Health Reform WK-EDGE Despite eligibility for free or reduced-cost healthcare coverage, millions of Americans remain uninsured
Tuesday, April 6, 2021

Despite eligibility for free or reduced-cost healthcare coverage, millions of Americans remain uninsured

By Jeffrey H. Brochin, J.D.

Prior to the COVID-19 pandemic, an estimated 11 million nonelderly Americans were uninsured despite potentially being eligible for free or reduced-cost coverage through the Affordable Care Act and the marketplace.

The Office of Health Policy of the Assistant Secretary for Planning and Evaluation (ASPE), HHS, has published an Issue Brief identifying both geographic and demographic variations regarding uninsured Americans. Although the national uninsured rate has decreased substantially since the implementation of the Affordable Care Act (ACA) (P.L. 111-148), high uninsured rates persist in some states such as Texas and Florida, and Black and Hispanic Americans remain uninsured in percentages above their representation in the overall population (ASPE Report, HP-2021-06, March 23, 2021).

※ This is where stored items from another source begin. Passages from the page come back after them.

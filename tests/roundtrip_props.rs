use bit_vec::BitVec;
use bytecoders::huffman::{self,Huffman};
use bytecoders::lz77::{self,Lz77,Triple};
use bytecoders::{Coder,EncodedMessage};
use proptest::prelude::*;

proptest! {
    #[test]
    fn prop_lz77_roundtrip(
        data in proptest::collection::vec(any::<u8>(), 0..2048),
        window in 0usize..64,
        lookahead in 0usize..=255
    ) {
        let coder = Lz77::new(window,lookahead).unwrap();
        let message = coder.encode(&data);
        let covered: usize = message.triples().iter().map(Triple::span).sum();
        prop_assert_eq!(covered, data.len());
        prop_assert_eq!(coder.decode(&message).unwrap(), data);
    }

    #[test]
    fn prop_lz77_small_alphabet_roundtrip(
        data in proptest::collection::vec(0u8..3, 0..2048)
    ) {
        // few symbols means long, overlapping matches
        let coder = Lz77::default();
        let message = coder.encode(&data);
        prop_assert!(message.triples().iter().all(|t| t.distance <= 65535 && t.length <= 255));
        prop_assert_eq!(coder.decode(&message).unwrap(), data);
    }

    #[test]
    fn prop_lz77_frame_roundtrip(
        data in proptest::collection::vec(0u8..8, 0..1024)
    ) {
        let compressed = lz77::compress_slice(&data, &lz77::STD_OPTIONS).unwrap();
        prop_assert_eq!(compressed.len(), 4 + Lz77::default().encode(&data).size());
        prop_assert_eq!(lz77::expand_slice(&compressed, &lz77::STD_OPTIONS).unwrap(), data);
    }

    #[test]
    fn prop_huffman_roundtrip(
        data in proptest::collection::vec(any::<u8>(), 0..2048)
    ) {
        let message = Huffman.encode(&data);
        prop_assert_eq!(Huffman.decode(&message).unwrap(), data);
    }

    #[test]
    fn prop_huffman_codes_prefix_free(
        data in proptest::collection::vec(any::<u8>(), 1..2048),
        skew in 0u8..8
    ) {
        // shifting some bytes down makes the frequencies lopsided
        let data: Vec<u8> = data.iter().map(|b| if *b % 8 < skew { b % 4 } else { *b }).collect();
        let message = Huffman.encode(&data);
        let tree = message.tree().unwrap();
        let codes: Vec<BitVec> = tree.codewords().into_iter().flatten().collect();
        prop_assert_eq!(tree.count(), 2*codes.len() - 1);
        for (i,a) in codes.iter().enumerate() {
            for (j,b) in codes.iter().enumerate() {
                if i != j && a.len() <= b.len() {
                    prop_assert!(!b.iter().take(a.len()).eq(a.iter()), "{:?} is a prefix of {:?}", a, b);
                }
            }
        }
    }

    #[test]
    fn prop_huffman_frame_roundtrip(
        data in proptest::collection::vec(0u8..16, 0..2048)
    ) {
        let compressed = huffman::compress_slice(&data, &huffman::STD_OPTIONS).unwrap();
        prop_assert_eq!(huffman::expand_slice(&compressed, &huffman::STD_OPTIONS).unwrap(), data);
    }

    #[test]
    fn prop_encoding_is_deterministic(
        data in proptest::collection::vec(any::<u8>(), 0..512)
    ) {
        prop_assert_eq!(Lz77::default().encode(&data), Lz77::default().encode(&data));
        prop_assert_eq!(Huffman.encode(&data), Huffman.encode(&data));
    }
}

Lack of awareness of eligibility. When signed into law on March 23, 2010, the ACA extended health insurance coverage to millions of Americans through Medicaid and Marketplace coverage. The number of nonelderly (under age 65) uninsured dropped by 20 million between 2010 and 2016, before rising by about 2 million through the first half of 2020. However, to receive financial assistance for health insurance coverage through the ACA Marketplace, people have to sign up, and they are unlikely to sign up if they are not aware of the Marketplace or do not know they are eligible for financial help. Research suggests that many uninsured people are not aware of affordable health insurance coverage options.

An Urban Institute survey in September 2020 found that 46 percent of uninsured adults knew little or nothing about the ACA Marketplace and 65 percent knew little or nothing about Marketplace subsidies. The Commonwealth Fund Biennial Health Insurance Survey in 2018 found that two-thirds of uninsured adults did not try to obtain coverage through the Marketplace and that 7 percent of them—over a million people—said they did not try because they did not know about the Marketplace.

Higher rates among Latino and Black populations. A separate 2017 Commonwealth Fund survey found that lack of awareness of the Marketplace was higher among Latino and Black respondents than among White respondents. Health insurance literacy, or the familiarity with terms such as ‘premiums’ and ‘deductibles’ that can help people make informed choices among their coverage options, was lower among Hispanic and Black populations than among White populations, and lower among Spanish-speaking survey respondents than among English-speaking respondents.

Despite the fact that Hispanic individuals represent 19 percent of the total U.S. population, they account for 29 percent of the uninsured; and although Black individuals comprise approximately 13 percent of the U.S. population, they comprise 16 percent of the uninsured.

Language barrier as a factor. Many uninsured households include adults whose primary language is not English. The authors’ analysis revealed that among the total U.S. uninsured population, approximately 9 percent resided in households whose adults have limited English proficiency. Among those who were uninsured in 2019, 9 percent reported they primarily spoke Spanish in their household. After English and Spanish, Chinese was the next most common language, spoken among 0.4 percent of the uninsured population.

Geographic disparities. Data gleaned from a 2019 ASPE analysis of uninsured Americans disclosed that there is tremendous variation in the uninsured rate across the United States. The average uninsured rate in the South Census region (12.5 percent) was more than double the uninsured rate in the Northeast Census region (5.6 percent). Among the southern states, Texas had a disproportionate share of the uninsured, with a total uninsured population of more than 4.5 million and an uninsured rate of 19 percent. Although Texas accounts for only 9 percent of the total nonelderly U.S. population, it accounted for over 17 percent of the uninsured population. Of the 50 Public Use Microdata Areas (PUMAs) with the highest uninsured rate, 43 were located in Texas. That state also had the widest intrastate variation across PUMAs with a maximum uninsured rate of 40 percent in Hidalgo County (North & West) and a minimum uninsured rate of 3 percent in Austin City (Northwest).

Conclusions. The authors concluded that health insurance coverage provides individuals and families with financial protection and access to health services, and a substantial amount of research literature demonstrates that access to health insurance coverage leads to better health outcomes. The ACA created new opportunities for affordable health insurance coverage in Medicaid and through the Marketplace, and the 2021 American Rescue Plan Act (ARPA) will expand financial assistance further, making millions of additional Americans eligible for Marketplace subsidies for the first time.